- **WHAT IS EXPECTED**
Lines with the word "failed" in them must be copied from the records below.

_ _ _ _ _ _ _

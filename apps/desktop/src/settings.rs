use std::{fs, path::Path, time::Duration};

use anyhow::Context;
use client_core::HandshakeTimings;
use serde::Deserialize;
use shared::domain::ConnectionConfig;

pub const DEFAULT_SETTINGS_FILE: &str = "desktop.toml";

#[derive(Debug, Clone, PartialEq, Eq, Deserialize)]
#[serde(default)]
pub struct Settings {
    pub mcp_endpoint: String,
    pub api_key: String,
    pub auto_connect: bool,
    /// Compact status output; flipped at runtime by the `mode` command.
    pub minimal_mode: bool,
    pub auto_connect_delay_ms: u64,
    pub stage_timeout_ms: Option<u64>,
    pub validate_ms: u64,
    pub establish_ms: u64,
    pub register_ms: u64,
    pub heartbeat_ms: u64,
}

impl Default for Settings {
    fn default() -> Self {
        let timings = HandshakeTimings::default();
        Self {
            mcp_endpoint: "http://localhost:8080/mcp/v3".into(),
            api_key: String::new(),
            auto_connect: true,
            minimal_mode: false,
            auto_connect_delay_ms: 2000,
            stage_timeout_ms: Some(10_000),
            validate_ms: timings.validate.as_millis() as u64,
            establish_ms: timings.establish.as_millis() as u64,
            register_ms: timings.register.as_millis() as u64,
            heartbeat_ms: timings.heartbeat.as_millis() as u64,
        }
    }
}

impl Settings {
    pub fn connection_config(&self) -> ConnectionConfig {
        ConnectionConfig::new(self.mcp_endpoint.trim(), self.api_key.trim())
    }

    pub fn timings(&self) -> HandshakeTimings {
        HandshakeTimings {
            validate: Duration::from_millis(self.validate_ms),
            establish: Duration::from_millis(self.establish_ms),
            register: Duration::from_millis(self.register_ms),
            heartbeat: Duration::from_millis(self.heartbeat_ms),
        }
    }

    pub fn stage_timeout(&self) -> Option<Duration> {
        self.stage_timeout_ms
            .filter(|ms| *ms > 0)
            .map(Duration::from_millis)
    }

    pub fn auto_connect_delay(&self) -> Duration {
        Duration::from_millis(self.auto_connect_delay_ms)
    }
}

/// Reads `path` if it exists, then applies environment overrides.
pub fn load_settings(path: &Path) -> anyhow::Result<Settings> {
    let mut settings = match fs::read_to_string(path) {
        Ok(raw) => toml::from_str::<Settings>(&raw)
            .with_context(|| format!("failed to parse settings file '{}'", path.display()))?,
        Err(err) if err.kind() == std::io::ErrorKind::NotFound => Settings::default(),
        Err(err) => {
            return Err(err)
                .with_context(|| format!("failed to read settings file '{}'", path.display()))
        }
    };

    apply_env_overrides(&mut settings, |key| std::env::var(key).ok());
    Ok(settings)
}

pub fn apply_env_overrides(settings: &mut Settings, lookup: impl Fn(&str) -> Option<String>) {
    if let Some(v) = lookup("MCP_ENDPOINT") {
        settings.mcp_endpoint = v;
    }
    if let Some(v) = lookup("APP__MCP_ENDPOINT") {
        settings.mcp_endpoint = v;
    }

    if let Some(v) = lookup("MCP_API_KEY") {
        settings.api_key = v;
    }
    if let Some(v) = lookup("APP__API_KEY") {
        settings.api_key = v;
    }

    if let Some(v) = lookup("APP__AUTO_CONNECT") {
        if let Some(parsed) = parse_bool(&v) {
            settings.auto_connect = parsed;
        }
    }

    if let Some(v) = lookup("APP__MINIMAL_MODE") {
        if let Some(parsed) = parse_bool(&v) {
            settings.minimal_mode = parsed;
        }
    }

    if let Some(v) = lookup("APP__STAGE_TIMEOUT_MS") {
        if let Ok(parsed) = v.trim().parse::<u64>() {
            settings.stage_timeout_ms = (parsed > 0).then_some(parsed);
        }
    }
}

fn parse_bool(raw: &str) -> Option<bool> {
    match raw.trim().to_ascii_lowercase().as_str() {
        "1" | "true" | "yes" | "on" => Some(true),
        "0" | "false" | "no" | "off" => Some(false),
        _ => None,
    }
}

#[cfg(test)]
#[path = "tests/settings_tests.rs"]
mod tests;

_ _ _ _ _ _ _

- **RESULT**
            .with_context(|| format!("failed to parse settings file '{}'", path.display()))?,
                .with_context(|| format!("failed to read settings file '{}'", path.display()))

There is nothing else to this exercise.